• Collected data entries:
⁂
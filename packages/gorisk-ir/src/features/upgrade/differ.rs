//! Upgrade differ
//!
//! Materializes a module at two versions, runs the loader → scanner → IR
//! → propagator stack on each, and reports the capability delta, the
//! exported-API breaking changes (Go) and the new transitive
//! dependencies.
//!
//! State machine: Idle → Fetching → ScanningOld → ScanningNew → Diffing →
//! Done, with Failed reachable from any state; a failure keeps whatever
//! partial results exist.

use super::api_diff::{self, BreakingChange};
use super::materialize::{materialize, module_deps, CommandRunner};
use crate::config::AnalysisConfig;
use crate::errors::Result;
use crate::features::ir_builder::build_ir;
use crate::features::propagation::propagate;
use crate::features::scanner::scan_graph;
use crate::shared::models::{
    Capability, CapabilitySet, DependencyGraph, Language, Module, RiskLevel,
};
use serde::{Deserialize, Serialize};
use std::collections::{BTreeMap, BTreeSet};
use std::path::Path;
use tracing::{info, warn};

/// Capabilities whose appearance always counts as an escalation.
const ESCALATION_PRIMITIVES: [Capability; 4] = [
    Capability::Exec,
    Capability::Network,
    Capability::Unsafe,
    Capability::Plugin,
];

#[derive(Debug, Clone, Copy, PartialEq, Eq, Serialize, Deserialize)]
#[serde(rename_all = "snake_case")]
pub enum DifferState {
    Idle,
    Fetching,
    ScanningOld,
    ScanningNew,
    Diffing,
    Done,
    Failed,
}

#[derive(Debug, Clone, Serialize, Deserialize)]
#[serde(rename_all = "camelCase")]
pub struct CapDiff {
    pub package: String,
    pub added: Vec<Capability>,
    pub removed: Vec<Capability>,
    pub escalated: bool,
}

#[derive(Debug, Clone, Serialize, Deserialize)]
#[serde(rename_all = "camelCase")]
pub struct UpgradeReport {
    pub module: String,
    pub old_version: String,
    pub new_version: String,
    pub diffs: Vec<CapDiff>,
    pub breaking_changes: Vec<BreakingChange>,
    pub new_transitive_deps: Vec<String>,
    pub risk: RiskLevel,
    pub state: DifferState,
    pub warnings: Vec<String>,
}

impl UpgradeReport {
    fn empty(module: &str, old: &str, new: &str) -> UpgradeReport {
        UpgradeReport {
            module: module.to_string(),
            old_version: old.to_string(),
            new_version: new.to_string(),
            diffs: Vec::new(),
            breaking_changes: Vec::new(),
            new_transitive_deps: Vec::new(),
            risk: RiskLevel::Low,
            state: DifferState::Idle,
            warnings: Vec::new(),
        }
    }

    pub fn escalated(&self) -> bool {
        self.diffs.iter().any(|d| d.escalated)
    }
}

pub struct UpgradeDiffer<'a> {
    runner: &'a dyn CommandRunner,
    config: &'a AnalysisConfig,
}

impl<'a> UpgradeDiffer<'a> {
    pub fn new(runner: &'a dyn CommandRunner, config: &'a AnalysisConfig) -> UpgradeDiffer<'a> {
        UpgradeDiffer { runner, config }
    }

    /// Diff `module` between two pinned versions.
    pub fn diff(
        &self,
        language: Language,
        module: &str,
        old_version: &str,
        new_version: &str,
    ) -> UpgradeReport {
        let mut report = UpgradeReport::empty(module, old_version, new_version);

        // ── Fetching (both versions, bounded concurrency) ───────────────
        report.state = DifferState::Fetching;
        let (old_scratch, new_scratch) = match (tempfile::tempdir(), tempfile::tempdir()) {
            (Ok(a), Ok(b)) => (a, b),
            _ => {
                report.state = DifferState::Failed;
                report.warnings.push("cannot create scratch workspace".into());
                return report;
            }
        };

        let timeout = self.config.network_timeout;
        let (old_dir, new_dir) = std::thread::scope(|scope| {
            let old = scope.spawn(|| {
                materialize(self.runner, language, module, old_version, old_scratch.path(), timeout)
            });
            let new = scope.spawn(|| {
                materialize(self.runner, language, module, new_version, new_scratch.path(), timeout)
            });
            (old.join(), new.join())
        });
        let old_dir = match old_dir {
            Ok(Ok(dir)) => Some(dir),
            Ok(Err(e)) => {
                report.warnings.push(format!("{module}@{old_version}: {e}"));
                None
            }
            Err(_) => {
                report.warnings.push("materialization thread panicked".into());
                None
            }
        };
        let new_dir = match new_dir {
            Ok(Ok(dir)) => Some(dir),
            Ok(Err(e)) => {
                report.warnings.push(format!("{module}@{new_version}: {e}"));
                None
            }
            Err(_) => {
                report.warnings.push("materialization thread panicked".into());
                None
            }
        };
        let (Some(old_dir), Some(new_dir)) = (old_dir, new_dir) else {
            report.state = DifferState::Failed;
            return report;
        };

        // ── Scanning ────────────────────────────────────────────────────
        report.state = DifferState::ScanningOld;
        let old_caps = match self.capabilities_of(language, module, old_version, &old_dir) {
            Ok(caps) => caps,
            Err(e) => {
                report.state = DifferState::Failed;
                report.warnings.push(format!("scan old: {e}"));
                return report;
            }
        };
        report.state = DifferState::ScanningNew;
        let new_caps = match self.capabilities_of(language, module, new_version, &new_dir) {
            Ok(caps) => caps,
            Err(e) => {
                report.state = DifferState::Failed;
                report.warnings.push(format!("scan new: {e}"));
                return report;
            }
        };

        // ── Diffing ─────────────────────────────────────────────────────
        report.state = DifferState::Diffing;
        report.diffs = diff_capabilities(&old_caps, &new_caps);

        report.breaking_changes = api_diff::diff_signatures(
            &api_diff::exported_signatures(language, &old_dir),
            &api_diff::exported_signatures(language, &new_dir),
        );

        let old_deps: BTreeSet<String> = module_deps(language, &old_dir).into_iter().collect();
        report.new_transitive_deps = module_deps(language, &new_dir)
            .into_iter()
            .filter(|d| !old_deps.contains(d))
            .collect();

        report.risk = if !report.breaking_changes.is_empty() || report.escalated() {
            RiskLevel::High
        } else if !report.new_transitive_deps.is_empty() {
            RiskLevel::Medium
        } else {
            RiskLevel::Low
        };
        report.state = DifferState::Done;
        info!(
            %module,
            old = %old_version,
            new = %new_version,
            risk = %report.risk,
            "upgrade diff complete"
        );
        report
    }

    /// Per-subpackage effective capability sets for one materialized
    /// version: scan evidence plus propagated transitive capabilities.
    fn capabilities_of(
        &self,
        language: Language,
        module: &str,
        version: &str,
        dir: &Path,
    ) -> Result<BTreeMap<String, CapabilitySet>> {
        let mut graph = DependencyGraph::new(
            language,
            Module {
                path: "gorisk.scratch/materialize".into(),
                is_main: true,
                ..Default::default()
            },
        );
        let target = Module {
            path: module.to_string(),
            version: version.to_string(),
            dir: Some(dir.to_path_buf()),
            is_main: false,
            is_indirect: false,
            packages: Vec::new(),
        };
        graph.modules.insert(module.to_string(), target);
        let packages = super::discover_module_packages(language, module, dir);
        if let Some(owner) = graph.modules.get_mut(module) {
            owner.packages = packages.iter().map(|p| p.import_path.clone()).collect();
        }
        for pkg in packages {
            graph.packages.insert(pkg.import_path.clone(), pkg);
        }

        let scans = scan_graph(&graph, self.config)?;
        let ir = build_ir(&graph, &scans);
        let propagation = propagate(&ir, self.config);

        let mut out = BTreeMap::new();
        for (path, _) in &graph.packages {
            let mut caps = scans
                .get(path)
                .map(|s| s.caps.clone())
                .unwrap_or_default();
            for function in propagation
                .functions
                .values()
                .filter(|f| f.symbol.package == *path)
            {
                caps.merge(&function.transitive);
            }
            out.insert(path.clone(), caps);
        }
        Ok(out)
    }
}

/// Per-package added/removed capabilities; escalation when a high-weight
/// primitive appears or the score strictly increases.
fn diff_capabilities(
    old: &BTreeMap<String, CapabilitySet>,
    new: &BTreeMap<String, CapabilitySet>,
) -> Vec<CapDiff> {
    let empty = CapabilitySet::new();
    let packages: BTreeSet<&String> = old.keys().chain(new.keys()).collect();

    let mut diffs = Vec::new();
    for package in packages {
        let old_caps = old.get(package).unwrap_or(&empty);
        let new_caps = new.get(package).unwrap_or(&empty);

        let added: Vec<Capability> = new_caps
            .capabilities()
            .filter(|c| !old_caps.contains(*c))
            .collect();
        let removed: Vec<Capability> = old_caps
            .capabilities()
            .filter(|c| !new_caps.contains(*c))
            .collect();
        if added.is_empty() && removed.is_empty() {
            continue;
        }

        let escalated = added.iter().any(|c| ESCALATION_PRIMITIVES.contains(c))
            || new_caps.score() > old_caps.score();
        if escalated {
            warn!(%package, ?added, "capability escalation");
        }
        diffs.push(CapDiff {
            package: package.clone(),
            added,
            removed,
            escalated,
        });
    }
    diffs
}
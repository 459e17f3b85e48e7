//! Dependency-graph loaders
//!
//! One adapter per ecosystem. A loader reads the manifest and lockfile of
//! a project directory and produces the canonical `DependencyGraph`.
//!
//! Contracts every loader honors:
//! - a non-null, unique main module equal to the root project
//! - version strings verbatim from the lockfile
//! - direct dependencies become edges from main packages
//! - platform built-ins are filtered from the emitted packages
//! - workspace members emerge as additional `is_main` modules
//! - a failure on one dependency never aborts the graph; a missing `dir`
//!   only means source-level evidence cannot be collected for it

mod gomod;
mod npm;

pub use gomod::GoModLoader;
pub use npm::NpmLoader;

use crate::shared::models::Package;

/// Discovery reused by the upgrade differ on materialized directories.
pub(crate) fn gomod_discover(module: &str, dir: &Path) -> Result<Vec<Package>> {
    gomod::discover_packages(module, dir)
}

pub(crate) fn npm_package(module: &str, dir: &Path) -> Package {
    let deps = std::collections::BTreeMap::new();
    npm::make_package(module, module, dir, false, &deps)
}

use crate::errors::{GoriskError, Result};
use crate::shared::models::{DependencyGraph, Language};
use std::path::Path;

/// Adapter contract for ecosystem loaders.
pub trait EcosystemLoader {
    fn language(&self) -> Language;

    /// True when `dir` looks like a project of this ecosystem.
    fn detect(&self, dir: &Path) -> bool;

    /// Build the canonical graph for the project at `dir`.
    fn load(&self, dir: &Path) -> Result<DependencyGraph>;
}

/// Pick a loader for `dir`, honoring an explicit language override.
pub fn loader_for(dir: &Path, lang: Option<Language>) -> Result<Box<dyn EcosystemLoader>> {
    let candidates: Vec<Box<dyn EcosystemLoader>> =
        vec![Box::new(GoModLoader::new()), Box::new(NpmLoader::new())];

    match lang {
        Some(lang) => candidates
            .into_iter()
            .find(|l| l.language() == lang)
            .ok_or_else(|| GoriskError::config(format!("unsupported language: {lang}"))),
        None => {
            for loader in candidates {
                if loader.detect(dir) {
                    return Ok(loader);
                }
            }
            Err(GoriskError::loader(format!(
                "no supported manifest found in {}",
                dir.display()
            )))
        }
    }
}

/// Load the project graph, auto-detecting the ecosystem unless overridden.
pub fn load_project(dir: &Path, lang: Option<Language>) -> Result<DependencyGraph> {
    loader_for(dir, lang)?.load(dir)
}

#[cfg(test)]
mod tests {
    use super::*;

    #[test]
    fn test_detection_fails_on_empty_dir() {
        let tmp = tempfile::tempdir().unwrap();
        assert!(loader_for(tmp.path(), None).is_err());
    }

    #[test]
    fn test_explicit_language_skips_detection() {
        let tmp = tempfile::tempdir().unwrap();
        let loader = loader_for(tmp.path(), Some(Language::Go)).unwrap();
        assert_eq!(loader.language(), Language::Go);
    }
}
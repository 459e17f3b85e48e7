//! `gorisk pr` — dependency changes between two git refs

use super::{print_json, App, EXIT_OK, EXIT_THRESHOLD};
use crate::cli::OutputOpts;
use crate::output::Table;
use crate::prdiff::{self, PrReport};
use gorisk_ir::features::loader::load_project;
use gorisk_ir::{Result, RiskLevel};
use serde::Serialize;

#[derive(Serialize)]
#[serde(rename_all = "camelCase")]
struct PrOutput {
    #[serde(flatten)]
    report: PrReport,
    /// Risk of added dependencies resolved against the current analysis.
    added_risk: Vec<(String, RiskLevel)>,
}

pub fn run(app: &App, base: &str, head: &str, output: &OutputOpts) -> Result<i32> {
    let graph = load_project(&app.dir, app.lang)?;
    let report = prdiff::diff_refs(&app.dir, graph.language, base, head)?;

    // Resolve the risk of newly-added deps with a full analysis of the
    // working tree (assumed to match `head`).
    let analysis = app.analyze()?;
    let added_risk: Vec<(String, RiskLevel)> = report
        .added
        .iter()
        .map(|change| {
            let level = analysis
                .modules
                .iter()
                .find(|m| m.module == change.module)
                .map(|m| m.risk_level)
                .unwrap_or(RiskLevel::Low);
            (change.module.clone(), level)
        })
        .collect();

    if output.json {
        print_json(&PrOutput {
            report: report.clone(),
            added_risk: added_risk.clone(),
        })?;
    } else {
        println!("dependency changes {} → {}", report.base, report.head);
        let mut table = Table::new(vec!["CHANGE", "MODULE", "OLD", "NEW"]);
        for change in &report.added {
            table.row(vec![
                "added".to_string(),
                change.module.clone(),
                "-".to_string(),
                change.new_version.clone().unwrap_or_default(),
            ]);
        }
        for change in &report.removed {
            table.row(vec![
                "removed".to_string(),
                change.module.clone(),
                change.old_version.clone().unwrap_or_default(),
                "-".to_string(),
            ]);
        }
        for change in &report.updated {
            table.row(vec![
                "updated".to_string(),
                change.module.clone(),
                change.old_version.clone().unwrap_or_default(),
                change.new_version.clone().unwrap_or_default(),
            ]);
        }
        if table.is_empty() {
            println!("no dependency changes");
        } else {
            print!("{}", table.render());
        }
    }

    let new_high: Vec<&str> = added_risk
        .iter()
        .filter(|(_, level)| *level == RiskLevel::High)
        .map(|(module, _)| module.as_str())
        .collect();
    if new_high.is_empty() {
        Ok(EXIT_OK)
    } else {
        eprintln!("new HIGH-risk dependencies: {}", new_high.join(", "));
        Ok(EXIT_THRESHOLD)
    }
}
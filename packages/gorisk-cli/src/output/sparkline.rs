//! Sparkline rendering for history trends

const BLOCKS: [char; 8] = ['▁', '▂', '▃', '▄', '▅', '▆', '▇', '█'];

/// Render scores (0..=100) as a block sparkline.
pub fn render(values: &[f64]) -> String {
    values
        .iter()
        .map(|v| {
            let clamped = v.clamp(0.0, 100.0);
            let bucket = ((clamped / 100.0) * (BLOCKS.len() - 1) as f64).round() as usize;
            BLOCKS[bucket]
        })
        .collect()
}

#[cfg(test)]
mod tests {
    use super::*;

    #[test]
    fn test_extremes() {
        assert_eq!(render(&[0.0, 100.0]), "▁█");
    }

    #[test]
    fn test_monotone_series() {
        let line = render(&[0.0, 25.0, 50.0, 75.0, 100.0]);
        let chars: Vec<char> = line.chars().collect();
        for pair in chars.windows(2) {
            assert!(pair[0] <= pair[1]);
        }
    }

    #[test]
    fn test_out_of_range_clamped() {
        assert_eq!(render(&[-5.0, 150.0]), "▁█");
    }

    #[test]
    fn test_empty() {
        assert_eq!(render(&[]), "");
    }
}
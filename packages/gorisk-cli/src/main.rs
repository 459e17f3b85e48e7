//! gorisk — dependency capability and risk analysis
//!
//! Exit codes: 0 ok, 1 risk threshold exceeded, 2 invocation error.

use clap::Parser;
use gorisk_cli::cli::{Cli, Command};
use gorisk_cli::commands::{self, App, EXIT_USAGE};
use std::process::ExitCode;
use tracing_subscriber::EnvFilter;

fn main() -> ExitCode {
    tracing_subscriber::fmt()
        .with_env_filter(EnvFilter::from_default_env())
        .with_writer(std::io::stderr)
        .init();

    let cli = Cli::parse();
    let app = App::new(cli.dir.clone(), cli.lang.to_language());

    let result = match &cli.command {
        Command::Capabilities { output } => commands::capabilities::run(&app, output),
        Command::Graph { output } => commands::graph::run(&app, output),
        Command::Scan {
            output,
            sarif,
            fail_on,
            policy,
            cves,
        } => commands::scan::run(
            &app,
            output,
            *sarif,
            *fail_on,
            policy.as_deref(),
            cves.as_deref(),
        ),
        Command::Reachability { output, entry } => {
            commands::reachability::run(&app, output, entry.as_deref())
        }
        Command::Impact { module, output } => commands::impact::run(&app, module, output),
        Command::Upgrade { module, output } => commands::upgrade::run_upgrade(&app, module, output),
        Command::Diff { old, new, output } => commands::upgrade::run_diff(&app, old, new, output),
        Command::Pr { base, head, output } => commands::pr::run(&app, base, head, output),
        Command::History { action } => commands::history_cmd::run(&app, action),
        Command::Sbom { format } => commands::sbom::run(&app, format),
        Command::Licenses {
            output,
            fail_on_risky,
        } => commands::licenses_cmd::run(&app, output, *fail_on_risky),
        Command::Explain { cap, output } => {
            commands::explain::run(&app, cap.as_deref(), output)
        }
    };

    match result {
        Ok(code) => ExitCode::from(code as u8),
        Err(err) => {
            eprintln!("gorisk: {err}");
            ExitCode::from(EXIT_USAGE as u8)
        }
    }
}
struct JsWalk<'a> {
    pkg: &'a Package,
    rules: &'a LanguageRules,
    src: &'a [u8],
    file: String,
    bindings: FxHashMap<String, Binding>,
    file_caps: CapabilitySet,
    functions: BTreeMap<Symbol, CapabilitySet>,
    calls: Vec<CallEdge>,
}
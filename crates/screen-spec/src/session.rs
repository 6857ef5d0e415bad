//! Event handling for a mounted screen.
//!
//! The session never owns answers. Changes are forwarded to the host through
//! [`ScreenHost::update_answer`], and every later call receives the host's
//! current snapshot. Time is passed in by the caller so the session never
//! sleeps or spawns anything.

use std::time::Instant;

use serde_json::Value;

use crate::answers::AnswerMap;
use crate::error_map::ErrorMap;
use crate::spec::screen::ScreenSpec;
use crate::validate::{ScreenValidationResult, validate_all};

/// The flow controller hosting a screen.
pub trait ScreenHost {
    /// Requested write into the externally owned answer map.
    fn update_answer(&mut self, field_id: &str, value: Value);

    /// Called only when the screen validated cleanly.
    fn submit(&mut self);
}

#[derive(Debug, Clone, Copy, PartialEq, Eq)]
pub enum SubmitOutcome {
    Submitted,
    Blocked { errors: usize },
}

/// Single pending deadline; scheduling again supersedes the previous one.
#[derive(Debug, Clone, Default)]
pub struct AutoAdvanceTimer {
    deadline: Option<Instant>,
}

impl AutoAdvanceTimer {
    pub fn schedule(&mut self, deadline: Instant) {
        self.deadline = Some(deadline);
    }

    pub fn cancel(&mut self) -> bool {
        self.deadline.take().is_some()
    }

    pub fn deadline(&self) -> Option<Instant> {
        self.deadline
    }

    /// Clears and reports the deadline once `now` has reached it.
    pub fn take_due(&mut self, now: Instant) -> bool {
        match self.deadline {
            Some(deadline) if now >= deadline => {
                self.deadline = None;
                true
            }
            _ => false,
        }
    }
}

/// Screen-local state: the error map and any pending auto-advance.
#[derive(Debug)]
pub struct ScreenSession<'s> {
    screen: &'s ScreenSpec,
    errors: ErrorMap,
    timer: AutoAdvanceTimer,
}

impl<'s> ScreenSession<'s> {
    /// Mounts a screen with an empty error map.
    pub fn new(screen: &'s ScreenSpec) -> Self {
        Self {
            screen,
            errors: ErrorMap::new(),
            timer: AutoAdvanceTimer::default(),
        }
    }

    pub fn screen(&self) -> &'s ScreenSpec {
        self.screen
    }

    pub fn errors(&self) -> &ErrorMap {
        &self.errors
    }

    pub fn pending_advance(&self) -> Option<Instant> {
        self.timer.deadline()
    }

    pub fn on_change<H: ScreenHost>(
        &mut self,
        host: &mut H,
        field_id: &str,
        value: Value,
        now: Instant,
    ) {
        self.errors.remove(field_id);
        let schedule = self
            .screen
            .auto_advance
            .as_ref()
            .filter(|_| field_id == self.screen.answer_key())
            .filter(|advance| advance.triggers(&value))
            .map(|advance| now + advance.delay());
        host.update_answer(field_id, value);
        match schedule {
            Some(deadline) => {
                tracing::debug!(screen = %self.screen.id, field = field_id, "auto-advance scheduled");
                self.timer.schedule(deadline);
            }
            None => {
                if self.timer.cancel() {
                    tracing::debug!(screen = %self.screen.id, field = field_id, "auto-advance cancelled");
                }
            }
        }
    }

    /// Validates one field and records or clears its error.
    pub fn on_blur(&mut self, field_id: &str, answers: &AnswerMap) -> Option<&str> {
        let error = self.screen.validate_field(field_id, answers);
        self.errors.set(field_id, error);
        self.errors.get(field_id)
    }

    pub fn on_submit<H: ScreenHost>(&mut self, host: &mut H, answers: &AnswerMap) -> SubmitOutcome {
        self.timer.cancel();
        let ScreenValidationResult { errors, all_valid } = validate_all(self.screen, answers);
        self.errors = errors;
        if all_valid {
            host.submit();
            SubmitOutcome::Submitted
        } else {
            SubmitOutcome::Blocked {
                errors: self.errors.len(),
            }
        }
    }

    /// Whether the continue control is enabled.
    pub fn can_continue(&self, answers: &AnswerMap) -> bool {
        self.screen.is_complete(answers)
    }

    /// Fires a due auto-advance through the regular submit path.
    pub fn poll<H: ScreenHost>(
        &mut self,
        host: &mut H,
        answers: &AnswerMap,
        now: Instant,
    ) -> Option<SubmitOutcome> {
        if !self.timer.take_due(now) {
            return None;
        }
        Some(self.on_submit(host, answers))
    }
}
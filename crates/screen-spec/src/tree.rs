//! Depth-first traversal of field trees.
//!
//! Rows are expanded in place, and a group field is yielded before its
//! nested fields. The walk keeps an explicit stack of sibling iterators, so
//! the order is exactly declaration order regardless of nesting depth.

use std::slice;

use crate::answers::AnswerMap;
use crate::spec::field::{Field, FieldNode};
use crate::visibility::should_show;

/// A field reached by the walk together with its group nesting depth.
#[derive(Debug, Clone, Copy)]
pub struct FieldVisit<'a> {
    pub field: &'a Field,
    pub depth: usize,
}

struct Frame<'a> {
    nodes: slice::Iter<'a, FieldNode>,
    depth: usize,
}

/// Iterator over the fields of a tree, optionally pruning hidden branches.
pub struct Walk<'a> {
    stack: Vec<Frame<'a>>,
    answers: Option<&'a AnswerMap>,
}

impl<'a> Walk<'a> {
    /// Every field, hidden or not.
    pub fn all(nodes: &'a [FieldNode]) -> Self {
        Self {
            stack: vec![Frame {
                nodes: nodes.iter(),
                depth: 0,
            }],
            answers: None,
        }
    }

    /// Only fields whose conditions hold; a hidden group hides its children.
    pub fn visible(nodes: &'a [FieldNode], answers: &'a AnswerMap) -> Self {
        Self {
            answers: Some(answers),
            ..Self::all(nodes)
        }
    }
}

impl<'a> Iterator for Walk<'a> {
    type Item = FieldVisit<'a>;

    fn next(&mut self) -> Option<Self::Item> {
        loop {
            let frame = self.stack.last_mut()?;
            let depth = frame.depth;
            let Some(node) = frame.nodes.next() else {
                self.stack.pop();
                continue;
            };
            match node {
                FieldNode::Row(row) => self.stack.push(Frame {
                    nodes: row.iter(),
                    depth,
                }),
                FieldNode::Field(field) => {
                    let field: &'a Field = field;
                    if let Some(answers) = self.answers
                        && !should_show(field, answers)
                    {
                        continue;
                    }
                    if field.kind.is_group() && !field.fields.is_empty() {
                        self.stack.push(Frame {
                            nodes: field.fields.iter(),
                            depth: depth + 1,
                        });
                    }
                    return Some(FieldVisit { field, depth });
                }
            }
        }
    }
}

/// Borrowing view over a list of field nodes.
#[derive(Debug, Clone, Copy)]
pub struct FieldTree<'a> {
    nodes: &'a [FieldNode],
}

impl<'a> FieldTree<'a> {
    pub fn new(nodes: &'a [FieldNode]) -> Self {
        Self { nodes }
    }

    pub fn iter(self) -> impl Iterator<Item = &'a Field> {
        Walk::all(self.nodes).map(|visit| visit.field)
    }

    pub fn visible(self, answers: &'a AnswerMap) -> impl Iterator<Item = &'a Field> {
        Walk::visible(self.nodes, answers).map(|visit| visit.field)
    }

    pub fn find(self, field_id: &str) -> Option<&'a Field> {
        self.iter().find(|field| field.id == field_id)
    }
}

/// All fields in declaration order, groups before their children.
pub fn flatten(nodes: &[FieldNode]) -> Vec<&Field> {
    FieldTree::new(nodes).iter().collect()
}

/// Calls `visit` for every field that is currently shown.
pub fn walk_visible<'a, F>(nodes: &'a [FieldNode], answers: &'a AnswerMap, mut visit: F)
where
    F: FnMut(&'a Field),
{
    for FieldVisit { field, .. } in Walk::visible(nodes, answers) {
        visit(field);
    }
}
⁂
• Task description:
Looking through the records, copy out every line in which the word "entry" is found.

• Response for this exercise:
        Command::Reachability { output, entry } => {
            commands::reachability::run(&app, output, entry.as_deref())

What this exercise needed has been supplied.